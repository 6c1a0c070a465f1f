use std::future::Future;
use std::ops::{Deref, DerefMut};
use std::pin::Pin;

use actix_web::dev::Payload;
use actix_web::{FromRequest, HttpRequest};
use bytes::BytesMut;
use futures_util::StreamExt;
use serde::de::DeserializeOwned;
use serde_json::error::Category;
use tracing::{debug, warn};

use crate::error::AppError;
use crate::errors::ErrorCode;
use crate::logging::pii::Redacted;
use crate::trace_ctx;

/// Bodies larger than this are rejected before parsing.
pub const MAX_BODY_BYTES: usize = 64 * 1024;

/// JSON body whose shape failures render as `400 BAD_REQUEST` problems.
///
/// Only the shape is checked here. Field rules (`validator` derives,
/// uniqueness) run in the handlers and report as `VALIDATION_ERROR`.
#[derive(Debug)]
pub struct ValidatedJson<T>(pub T);

impl<T> ValidatedJson<T> {
    pub fn into_inner(self) -> T {
        self.0
    }
}

impl<T> Deref for ValidatedJson<T> {
    type Target = T;

    fn deref(&self) -> &Self::Target {
        &self.0
    }
}

impl<T> DerefMut for ValidatedJson<T> {
    fn deref_mut(&mut self) -> &mut Self::Target {
        &mut self.0
    }
}

fn bad_body(detail: impl Into<String>) -> AppError {
    AppError::bad_request(ErrorCode::BadRequest, detail)
}

async fn read_body(mut payload: Payload) -> Result<BytesMut, AppError> {
    let mut body = BytesMut::new();
    while let Some(chunk) = payload.next().await {
        let chunk = chunk.map_err(|e| {
            warn!(trace_id = %trace_ctx::trace_id(), error = %e, "Failed to read request body");
            bad_body("Failed to read request body")
        })?;
        if body.len() + chunk.len() > MAX_BODY_BYTES {
            warn!(trace_id = %trace_ctx::trace_id(), limit = MAX_BODY_BYTES, "Request body too large");
            return Err(bad_body(format!(
                "Request body exceeds {MAX_BODY_BYTES} bytes"
            )));
        }
        body.extend_from_slice(&chunk);
    }
    Ok(body)
}

/// Client-facing description of a parse failure; never echoes the body.
fn describe(error: &serde_json::Error) -> String {
    match error.classify() {
        Category::Syntax => format!("Invalid JSON at line {}", error.line()),
        Category::Eof => "Invalid JSON: unexpected end of input".to_string(),
        Category::Data => "Invalid JSON: wrong types for one or more fields".to_string(),
        Category::Io => "Invalid JSON: I/O error while reading body".to_string(),
    }
}

fn parse<T: DeserializeOwned>(body: &[u8], content_type: &str) -> Result<T, AppError> {
    serde_json::from_slice(body).map_err(|e| {
        debug!(
            trace_id = %trace_ctx::trace_id(),
            error = %Redacted(&e.to_string()),
            content_type,
            body_size = body.len(),
            "JSON body rejected"
        );
        bad_body(describe(&e))
    })
}

impl<T> FromRequest for ValidatedJson<T>
where
    T: DeserializeOwned + 'static,
{
    type Error = AppError;
    type Future = Pin<Box<dyn Future<Output = Result<Self, Self::Error>>>>;

    fn from_request(req: &HttpRequest, payload: &mut Payload) -> Self::Future {
        let content_type = req
            .headers()
            .get("content-type")
            .and_then(|ct| ct.to_str().ok())
            .unwrap_or_default()
            .to_string();
        let payload = payload.take();

        Box::pin(async move {
            let body = read_body(payload).await?;
            parse(&body, &content_type).map(ValidatedJson)
        })
    }
}

#[cfg(test)]
mod tests {
    use serde::Deserialize;

    use super::*;
    use crate::models::restaurant::UpdateRestaurantDto;

    #[derive(Debug, Deserialize)]
    struct Sample {
        name: String,
        seats: u32,
    }

    async fn extract<T: DeserializeOwned + 'static>(
        body: impl Into<bytes::Bytes>,
    ) -> Result<ValidatedJson<T>, AppError> {
        let (req, mut payload) = actix_web::test::TestRequest::post()
            .insert_header(("content-type", "application/json"))
            .set_payload(body.into())
            .to_http_parts();
        ValidatedJson::<T>::from_request(&req, &mut payload).await
    }

    #[actix_web::test]
    async fn extracts_camel_case_dto() {
        let dto = extract::<UpdateRestaurantDto>(r#"{"name":"Bistro","hasDelivery":true}"#)
            .await
            .unwrap()
            .into_inner();
        assert_eq!(dto.name, "Bistro");
        assert!(dto.has_delivery);
        assert_eq!(dto.description, None);
    }

    #[actix_web::test]
    async fn rejects_oversized_body() {
        let big = format!(r#"{{"name":"{}","seats":1}}"#, "x".repeat(MAX_BODY_BYTES));
        let err = extract::<Sample>(big).await.unwrap_err();
        assert_eq!(err.code(), ErrorCode::BadRequest);
        assert_eq!(err.status(), actix_web::http::StatusCode::BAD_REQUEST);
    }

    #[actix_web::test]
    async fn empty_body_is_a_bad_request() {
        let err = extract::<Sample>("").await.unwrap_err();
        assert_eq!(err.code(), ErrorCode::BadRequest);
    }

    #[test]
    fn describes_each_failure_category() {
        let syntax = serde_json::from_str::<Sample>(r#"{"name": "x", "seats": }"#).unwrap_err();
        assert!(describe(&syntax).starts_with("Invalid JSON at line"));

        let eof = serde_json::from_str::<Sample>(r#"{"name": "x""#).unwrap_err();
        assert!(describe(&eof).contains("unexpected end of input"));

        let data = serde_json::from_str::<Sample>(r#"{"name": 1, "seats": "many"}"#).unwrap_err();
        assert!(describe(&data).contains("wrong types"));
    }

    #[test]
    fn derefs_to_the_payload() {
        let mut wrapped = ValidatedJson(Sample {
            name: "Bistro".into(),
            seats: 12,
        });
        wrapped.seats += 1;
        assert_eq!(wrapped.name, "Bistro");
        assert_eq!(wrapped.into_inner().seats, 13);
    }
}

* _EXERCISE REQUIREMENTS_:
Count the lines above that include the string "chunk". Write only the number.

* _SOLUTION BELOW_:
4